Two paramedics were wheeling a stretcher toward the oncology clinic. An elderly man lay beneath a thin blanket; his eyes closed against the late-morning sun. The outline was frail, narrow, familiar only in the way all hospital bodies become familiar after enough years in medicine.
I was rushing to the second floor for his second-opinion appointment. I had the usual mental list running: questions for the oncologist, medications to review, a scan result I wanted clarified, the thing I needed to ask without sounding like the doctor-son who knew too much and not enough.
The stretcher entered my field of vision as part of the background. Not because I did not care. Because I had spent twenty years inside hospitals. Stretchers move through corridors. Paramedics wheel patients through doors. Families step aside. Clinicians keep walking.
I reached the entrance first and held the door open.
Then I looked down.
It was my father.
The man I was rushing to meet had already arrived, on wheels, carried by strangers. I had nearly offered him the courtesy I offer any patient and missed the fact that he was mine.
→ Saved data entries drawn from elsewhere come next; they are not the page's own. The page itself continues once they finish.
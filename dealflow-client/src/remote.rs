//! `RecordStore` implementation over the REST transport.

use crate::error::ClientError;
use crate::rest::RestClient;
use async_trait::async_trait;
use dealflow_core::{
    Account, AccountDraft, Contact, ContactDraft, CrmError, CrmResult, Deal, DealDraft, Lead,
    LeadDraft, RecordId, RecordKind, Stage, StoreError,
};
use dealflow_storage::RecordStore;

/// Remote record store. One HTTP round-trip per operation; no retries,
/// no caching, no request coalescing.
#[derive(Debug, Clone)]
pub struct RemoteStore {
    rest: RestClient,
}

fn transport(err: ClientError) -> CrmError {
    StoreError::Transport {
        reason: err.to_string(),
    }
    .into()
}

fn create_error(kind: RecordKind, err: ClientError) -> CrmError {
    match err {
        ClientError::Status { status, message } => StoreError::CreateFailed {
            kind,
            reason: format!("HTTP {}: {}", status, message),
        }
        .into(),
        other => transport(other),
    }
}

fn update_error(kind: RecordKind, id: RecordId, err: ClientError) -> CrmError {
    if err.is_not_found() {
        return StoreError::NotFound { kind, id }.into();
    }
    match err {
        ClientError::Status { status, message } => StoreError::UpdateFailed {
            kind,
            id,
            reason: format!("HTTP {}: {}", status, message),
        }
        .into(),
        other => transport(other),
    }
}

fn delete_error(kind: RecordKind, id: RecordId, err: ClientError) -> CrmError {
    if err.is_not_found() {
        return StoreError::NotFound { kind, id }.into();
    }
    match err {
        ClientError::Status { status, message } => StoreError::DeleteFailed {
            kind,
            id,
            reason: format!("HTTP {}: {}", status, message),
        }
        .into(),
        other => transport(other),
    }
}

impl RemoteStore {
    pub fn new(rest: RestClient) -> Self {
        Self { rest }
    }

    async fn get_optional<T: serde::de::DeserializeOwned>(
        &self,
        path: &str,
    ) -> CrmResult<Option<T>> {
        match self.rest.get_json::<T>(path).await {
            Ok(record) => Ok(Some(record)),
            Err(err) if err.is_not_found() => Ok(None),
            Err(err) => Err(transport(err)),
        }
    }
}

#[async_trait]
impl RecordStore for RemoteStore {
    // === Deal Operations ===

    async fn deal_list(&self) -> CrmResult<Vec<Deal>> {
        self.rest.get_json("/api/v1/deals").await.map_err(transport)
    }

    async fn deal_get(&self, id: RecordId) -> CrmResult<Option<Deal>> {
        self.get_optional(&format!("/api/v1/deals/{}", id)).await
    }

    async fn deal_create(&self, draft: &DealDraft) -> CrmResult<Deal> {
        self.rest
            .post_json("/api/v1/deals", draft)
            .await
            .map_err(|e| create_error(RecordKind::Deal, e))
    }

    async fn deal_update(&self, deal: &Deal) -> CrmResult<Deal> {
        self.rest
            .put_json(&format!("/api/v1/deals/{}", deal.id), deal)
            .await
            .map_err(|e| update_error(RecordKind::Deal, deal.id, e))
    }

    async fn deal_delete(&self, id: RecordId) -> CrmResult<()> {
        self.rest
            .delete(&format!("/api/v1/deals/{}", id))
            .await
            .map_err(|e| delete_error(RecordKind::Deal, id, e))
    }

    // === Lead Operations ===

    async fn lead_list(&self) -> CrmResult<Vec<Lead>> {
        self.rest.get_json("/api/v1/leads").await.map_err(transport)
    }

    async fn lead_get(&self, id: RecordId) -> CrmResult<Option<Lead>> {
        self.get_optional(&format!("/api/v1/leads/{}", id)).await
    }

    async fn lead_create(&self, draft: &LeadDraft) -> CrmResult<Lead> {
        self.rest
            .post_json("/api/v1/leads", draft)
            .await
            .map_err(|e| create_error(RecordKind::Lead, e))
    }

    async fn lead_update(&self, lead: &Lead) -> CrmResult<Lead> {
        self.rest
            .put_json(&format!("/api/v1/leads/{}", lead.id), lead)
            .await
            .map_err(|e| update_error(RecordKind::Lead, lead.id, e))
    }

    async fn lead_delete(&self, id: RecordId) -> CrmResult<()> {
        self.rest
            .delete(&format!("/api/v1/leads/{}", id))
            .await
            .map_err(|e| delete_error(RecordKind::Lead, id, e))
    }

    // === Contact Operations ===

    async fn contact_list(&self) -> CrmResult<Vec<Contact>> {
        self.rest
            .get_json("/api/v1/contacts")
            .await
            .map_err(transport)
    }

    async fn contact_get(&self, id: RecordId) -> CrmResult<Option<Contact>> {
        self.get_optional(&format!("/api/v1/contacts/{}", id)).await
    }

    async fn contact_create(&self, draft: &ContactDraft) -> CrmResult<Contact> {
        self.rest
            .post_json("/api/v1/contacts", draft)
            .await
            .map_err(|e| create_error(RecordKind::Contact, e))
    }

    async fn contact_update(&self, contact: &Contact) -> CrmResult<Contact> {
        self.rest
            .put_json(&format!("/api/v1/contacts/{}", contact.id), contact)
            .await
            .map_err(|e| update_error(RecordKind::Contact, contact.id, e))
    }

    async fn contact_delete(&self, id: RecordId) -> CrmResult<()> {
        self.rest
            .delete(&format!("/api/v1/contacts/{}", id))
            .await
            .map_err(|e| delete_error(RecordKind::Contact, id, e))
    }

    // === Account Operations ===

    async fn account_list(&self) -> CrmResult<Vec<Account>> {
        self.rest
            .get_json("/api/v1/accounts")
            .await
            .map_err(transport)
    }

    async fn account_get(&self, id: RecordId) -> CrmResult<Option<Account>> {
        self.get_optional(&format!("/api/v1/accounts/{}", id)).await
    }

    async fn account_create(&self, draft: &AccountDraft) -> CrmResult<Account> {
        self.rest
            .post_json("/api/v1/accounts", draft)
            .await
            .map_err(|e| create_error(RecordKind::Account, e))
    }

    async fn account_update(&self, account: &Account) -> CrmResult<Account> {
        self.rest
            .put_json(&format!("/api/v1/accounts/{}", account.id), account)
            .await
            .map_err(|e| update_error(RecordKind::Account, account.id, e))
    }

    async fn account_delete(&self, id: RecordId) -> CrmResult<()> {
        self.rest
            .delete(&format!("/api/v1/accounts/{}", id))
            .await
            .map_err(|e| delete_error(RecordKind::Account, id, e))
    }

    // === Stage Operations ===

    async fn stage_list(&self) -> CrmResult<Vec<Stage>> {
        self.rest
            .get_json("/api/v1/stages")
            .await
            .map_err(transport)
    }

    async fn stage_get(&self, id: &str) -> CrmResult<Option<Stage>> {
        self.get_optional(&format!("/api/v1/stages/{}", id)).await
    }

    async fn stage_create(&self, stage: &Stage) -> CrmResult<Stage> {
        self.rest
            .post_json("/api/v1/stages", stage)
            .await
            .map_err(|e| create_error(RecordKind::Stage, e))
    }

    async fn stage_update(&self, stage: &Stage) -> CrmResult<Stage> {
        self.rest
            .put_json(&format!("/api/v1/stages/{}", stage.id), stage)
            .await
            .map_err(|e| update_error(RecordKind::Stage, 0, e))
    }

    async fn stage_delete(&self, id: &str) -> CrmResult<()> {
        self.rest
            .delete(&format!("/api/v1/stages/{}", id))
            .await
            .map_err(|e| delete_error(RecordKind::Stage, 0, e))
    }
}

#[cfg(test)]
mod tests {
    use super::*;

    #[test]
    fn test_not_found_maps_to_store_not_found() {
        let err = update_error(
            RecordKind::Deal,
            42,
            ClientError::Status {
                status: 404,
                message: "no such record".to_string(),
            },
        );
        assert!(matches!(
            err,
            CrmError::Store(StoreError::NotFound {
                kind: RecordKind::Deal,
                id: 42
            })
        ));
    }

    #[test]
    fn test_server_error_maps_to_update_failed() {
        let err = update_error(
            RecordKind::Deal,
            42,
            ClientError::Status {
                status: 500,
                message: "boom".to_string(),
            },
        );
        match err {
            CrmError::Store(StoreError::UpdateFailed { kind, id, reason }) => {
                assert_eq!(kind, RecordKind::Deal);
                assert_eq!(id, 42);
                assert!(reason.contains("500"));
            }
            other => panic!("unexpected error: {:?}", other),
        }
    }

    #[test]
    fn test_serde_error_maps_to_transport() {
        let err = create_error(
            RecordKind::Lead,
            ClientError::InvalidResponse("truncated body".to_string()),
        );
        assert!(matches!(err, CrmError::Store(StoreError::Transport { .. })));
    }
}
//! Dealflow Core - Record Types
//!
//! Pure data structures shared by every other crate: entity records, their
//! draft (pre-creation) forms, wire enums, the error taxonomy, draft
//! validation, and client-side list filters. No I/O lives here.

pub mod entities;
pub mod enums;
pub mod error;
pub mod filter;
pub mod identity;
pub mod validation;

pub use entities::{
    Account, AccountDraft, Contact, ContactDraft, Deal, DealDraft, Lead, LeadDraft, Stage,
};
pub use enums::{AccountHealth, LeadSource, LeadStatus, Priority, RecordKind};
pub use error::{CrmError, CrmResult, StoreError, ValidationError};
pub use filter::{AccountFilter, ContactFilter, LeadFilter};
pub use identity::{RecordId, StageId, Timestamp};
pub use validation::{
    validate_account_draft, validate_contact_draft, validate_deal_draft, validate_email,
    validate_lead_draft, validate_non_negative,
};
I bent toward him and said, in Arabic “Salam u alaykum.”
His eyes opened. He smiled with that small, unmistakable smile he gives when a familiar voice finds him in an unfamiliar place.
I stood there holding the door open for my father.
A year and a half earlier, in a kitchen in San Diego, I had asked him how he wanted to die.
He was an old educator with a fading memory, but he still had his gentleness with difficult questions. I had researched what would need to happen if the time came. How Muslim remains are prepared. How repatriation to Morocco works. What documents are needed. Which calls must be made. The logistics no one wants to discuss until grief has already entered the room and taken all the chairs.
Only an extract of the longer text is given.